Sweet tooth, also referred to as fructose corn sugar sweet tooth, is a medical term used to define the desire to eat foods containing high concentrations of simple sugars or corn syrup. These are often combined with higher-calorie carbohydrates, which the human body converts into simple sugars when metabolized by the liver. Fructose corn syrup can be found in soft drinks, cookies, candy, and juices, as well as several different snacks such as potato chips. This high-calorie sweetener may contribute to obesity, especially in children, as it increases the probability that calories from food will be stored as fat. Although some experts claim that excessive intake of this substance can contribute to metabolic diseases, there are other equally compelling theories about its negative effects.
Endogenous FGF21 levels.
Scientists have long debated the connection between sugary foods and the development of diabetes. Some researchers believe that sugar enhances the production of an enzyme that converts excess fat into sugar; the theory suggests that sugary foods contribute to insulin resistance, which in turn contributes to the development of type 2 diabetes.
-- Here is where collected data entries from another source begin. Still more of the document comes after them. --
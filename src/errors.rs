// src/errors.rs

//! Crate-wide error types.
//!
//! Fatal errors here are configuration or launch failures: they terminate
//! the whole run with exit code 1. A child that merely exits nonzero is not
//! an error at this level; it is reported as a lifecycle message instead.

use thiserror::Error;

#[derive(Error, Debug)]
pub enum OutmuxError {
    #[error("must supply at least two commands to run")]
    TooFewCommands,

    #[error("command {0} is empty")]
    EmptyCommand(usize),

    #[error("could not start process '{id}'. Details: {source}")]
    Spawn {
        id: String,
        #[source]
        source: std::io::Error,
    },

    #[error("could not connect to {stream} of process '{id}'")]
    PipeMissing { stream: &'static str, id: String },

    #[error("IO error: {0}")]
    Io(#[from] std::io::Error),

    #[error(transparent)]
    Other(#[from] anyhow::Error),
}

pub type Result<T> = std::result::Result<T, OutmuxError>;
However, other scientists dispute this theory, claiming that there is no scientific evidence linking sugar to diabetes, hypertension, or heart problems.
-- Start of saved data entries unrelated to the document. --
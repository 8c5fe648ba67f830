//! Mount table inspection and tmpfs remounting.

mod table;
mod writable;

//--------------------------------------------------------------------------------------------------
// Exports
//--------------------------------------------------------------------------------------------------

pub use table::*;
pub use writable::*;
A diet that is high in simple sugars is said to contribute to a sweet tooth. Therefore, sugary foods should be limited or eliminated from the diet. Such foods include sodas, candy bars, packed fruit juices, and other “energy drinks,” as well as honey, maple syrups, and molasses. If you do decide to include these foods in your diet, try to choose your sugary foods wisely, especially if you tend to develop a sweet tooth easily. For example, if you enjoy eating sweet breads and snacks during the day, opt for grain bread instead of the white kind.
It’s not only foods high in simple sugars that contribute to a sweet tooth. Sweets also stimulate the secretion of insulin, which helps regulate blood glucose and sugar levels. In many cases, eating sugary foods triggers the release of insulin to stimulate the appetite to eat more. The resulting sweet tooth can be compared to that of a drug addict who can feel the need to have more substances to quench his or her thirst. Similarly, if insulin is needed to regulate blood sugar levels, sweets can make you crave for them.
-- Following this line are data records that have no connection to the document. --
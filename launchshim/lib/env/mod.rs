//! Environment construction for the delegate process.

mod process;
mod search_path;

//--------------------------------------------------------------------------------------------------
// Exports
//--------------------------------------------------------------------------------------------------

pub use process::*;
pub use search_path::*;
use std::{
    convert::Infallible,
    ffi::{CString, OsStr, OsString},
    os::unix::ffi::{OsStrExt, OsStringExt},
};

use nix::unistd::execve;

use crate::{
    config::LaunchConfig,
    env::expand_search_path,
    mount::{Mounter, MountTable, TmpfsMounter, WritableDirEnsurer},
    LaunchError, LaunchResult,
};

//--------------------------------------------------------------------------------------------------
// Types
//--------------------------------------------------------------------------------------------------

/// Prepares the system for the delegate executable and then replaces the current process with it.
///
/// Preparation is two steps: optionally make the configured directory writable, then build the
/// delegate's environment with an expanded `PATH`. The original argument list is handed to the
/// delegate unchanged.
#[derive(Debug, Clone)]
pub struct Launcher<M = TmpfsMounter> {
    config: LaunchConfig,
    ensurer: WritableDirEnsurer<M>,
}

//--------------------------------------------------------------------------------------------------
// Methods
//--------------------------------------------------------------------------------------------------

impl Launcher {
    /// Creates a launcher that remounts with the real `mount(2)` call.
    pub fn new(config: LaunchConfig) -> Self {
        Self::with_mounter(config, TmpfsMounter)
    }
}

impl<M> Launcher<M>
where
    M: Mounter,
{
    /// Creates a launcher that remounts with `mounter`.
    pub fn with_mounter(config: LaunchConfig, mounter: M) -> Self {
        let table = MountTable::new(config.get_mount_table_path().clone());
        Self {
            ensurer: WritableDirEnsurer::with_mounter(table, mounter),
            config,
        }
    }

    /// Returns the configuration of this launcher.
    pub fn get_config(&self) -> &LaunchConfig {
        &self.config
    }

    /// Runs every preparation step and returns the environment for the delegate.
    pub fn prepare<I, S>(&self, env: I) -> LaunchResult<Vec<OsString>>
    where
        I: IntoIterator<Item = S>,
        S: Into<OsString>,
    {
        if self.config.get_ensure_writable() {
            self.ensurer
                .ensure_writable(self.config.get_writable_dir())?;
        } else {
            tracing::debug!(
                "writable directory workaround disabled, leaving {} as is",
                self.config.get_writable_dir().display()
            );
        }

        Ok(expand_search_path(
            env,
            self.config.get_extra_search_dirs(),
        ))
    }

    /// Prepares the system and execs into the delegate with `args` and the prepared environment.
    ///
    /// On success this never returns. Any error comes either from preparation or from `execve(2)`
    /// itself, in which case the current process is still intact and should exit.
    pub fn launch<A, T, I, S>(&self, args: A, env: I) -> LaunchResult<Infallible>
    where
        A: IntoIterator<Item = T>,
        T: Into<OsString>,
        I: IntoIterator<Item = S>,
        S: Into<OsString>,
    {
        let env = self.prepare(env)?;

        let delegate = self.config.get_delegate_path();
        let path = to_cstring(delegate.as_os_str())?;
        let argv = args
            .into_iter()
            .map(|arg| {
                let arg: OsString = arg.into();
                CString::new(arg.into_vec())
            })
            .collect::<Result<Vec<_>, _>>()?;
        let envp = env
            .into_iter()
            .map(|entry| CString::new(entry.into_vec()))
            .collect::<Result<Vec<_>, _>>()?;

        tracing::info!("exec {} with {} args", delegate.display(), argv.len());
        execve(&path, &argv, &envp).map_err(|source| LaunchError::Exec {
            path: delegate.clone(),
            source,
        })
    }
}

//--------------------------------------------------------------------------------------------------
// Functions
//--------------------------------------------------------------------------------------------------

fn to_cstring(value: &OsStr) -> LaunchResult<CString> {
    Ok(CString::new(value.as_bytes())?)
}

//--------------------------------------------------------------------------------------------------
// Tests
//--------------------------------------------------------------------------------------------------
Circadian regulation of FGF21.
You may be unaware that your diet may be contributing to your sweet tooth. To curb sugary cravings, you can replace those sugary foods with fiber-rich vegetables and fruits. Foods rich in fiber include oatmeal, whole wheat bread, oat bran, legumes such as beans and lentils, and vegetables such as spinach, broccoli, celery, and carrots. You may also want to opt for low-sugar or low-fat candies and other desserts. As much as possible, before choosing to indulge in sugary foods, you should plan your meals and snack in a healthier way.
It is likely that you do not suffer from a serious sweet tooth problem. However, if you notice an increase in the number of sweet foods you consume and your blood sugar level is also on the rise, you may want to check with your dentist. A professional dental examination will help you discover the exact cause of your excess sugary intake. Although fgf foods can be considered as refined sugars, this does not mean that your body is not able to benefit from the vitamins and minerals that come from real sugar.